Task to carry out: Print all of the records below again without a single difference.

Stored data
//! External C compiler
//!
//! [`Toolchain`] builds emitted C into an executable inside a work directory
//! and runs it, returning whatever the program wrote to stdout.

use std::fs;
use std::io;
use std::path::{Path, PathBuf};
use std::process::{Command, ExitStatus};
use thiserror::Error;

/// Compilers tried, in order, when none is configured
const CANDIDATES: &[&str] = &["cc", "gcc", "clang"];

pub const SOURCE_FILE: &str = "output.c";
pub const EXECUTABLE_FILE: &str = "output";

#[derive(Debug, Error)]
pub enum ToolchainError {
    #[error("no C compiler found (tried $CC, {})", CANDIDATES.join(", "))]
    CompilerNotFound,

    #[error("{context}: {source}")]
    Io {
        context: String,
        #[source]
        source: io::Error,
    },

    #[error("C compilation failed:\n{stderr}")]
    CompileFailed { stderr: String },

    #[error("program exited with {status}:\n{stderr}")]
    ExecutionFailed { status: ExitStatus, stderr: String },
}

fn io_error(context: impl Into<String>) -> impl FnOnce(io::Error) -> ToolchainError {
    let context = context.into();
    move |source| ToolchainError::Io { context, source }
}

#[derive(Debug, Clone)]
pub struct Toolchain {
    compiler: PathBuf,
    work_dir: PathBuf,
}

impl Toolchain {
    /// Use `compiler` if given, else `$CC`, else the first candidate on `PATH`.
    pub fn detect(
        compiler: Option<PathBuf>,
        work_dir: impl Into<PathBuf>,
    ) -> Result<Self, ToolchainError> {
        let compiler = match compiler.or_else(|| std::env::var_os("CC").map(PathBuf::from)) {
            Some(path) if !path.as_os_str().is_empty() => path,
            _ => CANDIDATES
                .iter()
                .find_map(|name| which::which(name).ok())
                .ok_or(ToolchainError::CompilerNotFound)?,
        };
        tracing::debug!(compiler = %compiler.display(), "using C compiler");

        Ok(Self {
            compiler,
            work_dir: work_dir.into(),
        })
    }

    pub fn compiler(&self) -> &Path {
        &self.compiler
    }

    pub fn work_dir(&self) -> &Path {
        &self.work_dir
    }

    /// Write `c_source` to the work directory, compile it, run the result
    /// and return its stdout.
    pub fn compile_and_run(&self, c_source: &str) -> Result<String, ToolchainError> {
        let executable = self.build(c_source)?;
        self.run(&executable)
    }

    /// Write and compile `c_source`, returning the executable's path.
    pub fn build(&self, c_source: &str) -> Result<PathBuf, ToolchainError> {
        fs::create_dir_all(&self.work_dir)
            .map_err(io_error(format!("creating {}", self.work_dir.display())))?;

        let source_path = self.work_dir.join(SOURCE_FILE);
        let executable = self.work_dir.join(EXECUTABLE_FILE);
        fs::write(&source_path, c_source)
            .map_err(io_error(format!("writing {}", source_path.display())))?;
        tracing::debug!(path = %source_path.display(), "wrote C source");

        let output = Command::new(&self.compiler)
            .arg(&source_path)
            .arg("-o")
            .arg(&executable)
            .output()
            .map_err(io_error(format!("running {}", self.compiler.display())))?;

        if !output.status.success() {
            return Err(ToolchainError::CompileFailed {
                stderr: String::from_utf8_lossy(&output.stderr).into_owned(),
            });
        }
        tracing::debug!(path = %executable.display(), "compiled executable");
        Ok(executable)
    }

    fn run(&self, executable: &Path) -> Result<String, ToolchainError> {
        let output = Command::new(executable)
            .output()
            .map_err(io_error(format!("running {}", executable.display())))?;

        if !output.status.success() {
            return Err(ToolchainError::ExecutionFailed {
                status: output.status,
                stderr: String::from_utf8_lossy(&output.stderr).into_owned(),
            });
        }
        Ok(String::from_utf8_lossy(&output.stdout).into_owned())
    }
}

#[cfg(test)]
mod tests {
    use super::*;

    #[test]
    fn test_explicit_compiler_wins() {
        let toolchain = Toolchain::detect(Some(PathBuf::from("/opt/cc/bin/mycc")), "build")
            .unwrap();
        assert_eq!(toolchain.compiler(), Path::new("/opt/cc/bin/mycc"));
        assert_eq!(toolchain.work_dir(), Path::new("build"));
    }

    #[test]
    fn test_missing_compiler_binary_is_io_error() {
        let dir = std::env::temp_dir().join(format!("cccp-toolchain-{}", std::process::id()));
        let toolchain =
            Toolchain::detect(Some(PathBuf::from("/nonexistent/cccp-no-such-cc")), &dir)
                .unwrap();
        let err = toolchain.build("int main() { return 0; }\n").unwrap_err();
        assert!(matches!(err, ToolchainError::Io { .. }), "{}", err);
        assert!(dir.join(SOURCE_FILE).exists());
        let _ = fs::remove_dir_all(&dir);
    }
}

Written answer:
//! External C compiler
//!
//! [`Toolchain`] builds emitted C into an executable inside a work directory
//! and runs it, returning whatever the program wrote to stdout.

use std::fs;
use std::io;
use std::path::{Path, PathBuf};
use std::process::{Command, ExitStatus};
use thiserror::Error;

/// Compilers tried, in order, when none is configured
const CANDIDATES: &[&str] = &["cc", "gcc", "clang"];

pub const SOURCE_FILE: &str = "output.c";
pub const EXECUTABLE_FILE: &str = "output";

#[derive(Debug, Error)]
pub enum ToolchainError {
    #[error("no C compiler found (tried $CC, {})", CANDIDATES.join(", "))]
    CompilerNotFound,

    #[error("{context}: {source}")]
    Io {
        context: String,
        #[source]
        source: io::Error,
    },

    #[error("C compilation failed:\n{stderr}")]
    CompileFailed { stderr: String },

    #[error("program exited with {status}:\n{stderr}")]
    ExecutionFailed { status: ExitStatus, stderr: String },
}

fn io_error(context: impl Into<String>) -> impl FnOnce(io::Error) -> ToolchainError {
    let context = context.into();
    move |source| ToolchainError::Io { context, source }
}

#[derive(Debug, Clone)]
pub struct Toolchain {
    compiler: PathBuf,
    work_dir: PathBuf,
}

impl Toolchain {
    /// Use `compiler` if given, else `$CC`, else the first candidate on `PATH`.
    pub fn detect(
        compiler: Option<PathBuf>,
        work_dir: impl Into<PathBuf>,
    ) -> Result<Self, ToolchainError> {
        let compiler = match compiler.or_else(|| std::env::var_os("CC").map(PathBuf::from)) {
            Some(path) if !path.as_os_str().is_empty() => path,
            _ => CANDIDATES
                .iter()
                .find_map(|name| which::which(name).ok())
                .ok_or(ToolchainError::CompilerNotFound)?,
        };
        tracing::debug!(compiler = %compiler.display(), "using C compiler");

        Ok(Self {
            compiler,
            work_dir: work_dir.into(),
        })
    }

    pub fn compiler(&self) -> &Path {
        &self.compiler
    }

    pub fn work_dir(&self) -> &Path {
        &self.work_dir
    }

    /// Write `c_source` to the work directory, compile it, run the result
    /// and return its stdout.
    pub fn compile_and_run(&self, c_source: &str) -> Result<String, ToolchainError> {
        let executable = self.build(c_source)?;
        self.run(&executable)
    }

    /// Write and compile `c_source`, returning the executable's path.
    pub fn build(&self, c_source: &str) -> Result<PathBuf, ToolchainError> {
        fs::create_dir_all(&self.work_dir)
            .map_err(io_error(format!("creating {}", self.work_dir.display())))?;

        let source_path = self.work_dir.join(SOURCE_FILE);
        let executable = self.work_dir.join(EXECUTABLE_FILE);
        fs::write(&source_path, c_source)
            .map_err(io_error(format!("writing {}", source_path.display())))?;
        tracing::debug!(path = %source_path.display(), "wrote C source");

        let output = Command::new(&self.compiler)
            .arg(&source_path)
            .arg("-o")
            .arg(&executable)
            .output()
            .map_err(io_error(format!("running {}", self.compiler.display())))?;

        if !output.status.success() {
            return Err(ToolchainError::CompileFailed {
                stderr: String::from_utf8_lossy(&output.stderr).into_owned(),
            });
        }
        tracing::debug!(path = %executable.display(), "compiled executable");
        Ok(executable)
    }

    fn run(&self, executable: &Path) -> Result<String, ToolchainError> {
        let output = Command::new(executable)
            .output()
            .map_err(io_error(format!("running {}", executable.display())))?;

        if !output.status.success() {
            return Err(ToolchainError::ExecutionFailed {
                status: output.status,
                stderr: String::from_utf8_lossy(&output.stderr).into_owned(),
            });
        }
        Ok(String::from_utf8_lossy(&output.stdout).into_owned())
    }
}

#[cfg(test)]
mod tests {
    use super::*;

    #[test]
    fn test_explicit_compiler_wins() {
        let toolchain = Toolchain::detect(Some(PathBuf::from("/opt/cc/bin/mycc")), "build")
            .unwrap();
        assert_eq!(toolchain.compiler(), Path::new("/opt/cc/bin/mycc"));
        assert_eq!(toolchain.work_dir(), Path::new("build"));
    }

    #[test]
    fn test_missing_compiler_binary_is_io_error() {
        let dir = std::env::temp_dir().join(format!("cccp-toolchain-{}", std::process::id()));
        let toolchain =
            Toolchain::detect(Some(PathBuf::from("/nonexistent/cccp-no-such-cc")), &dir)
                .unwrap();
        let err = toolchain.build("int main() { return 0; }\n").unwrap_err();
        assert!(matches!(err, ToolchainError::Io { .. }), "{}", err);
        assert!(dir.join(SOURCE_FILE).exists());
        let _ = fs::remove_dir_all(&dir);
    }
}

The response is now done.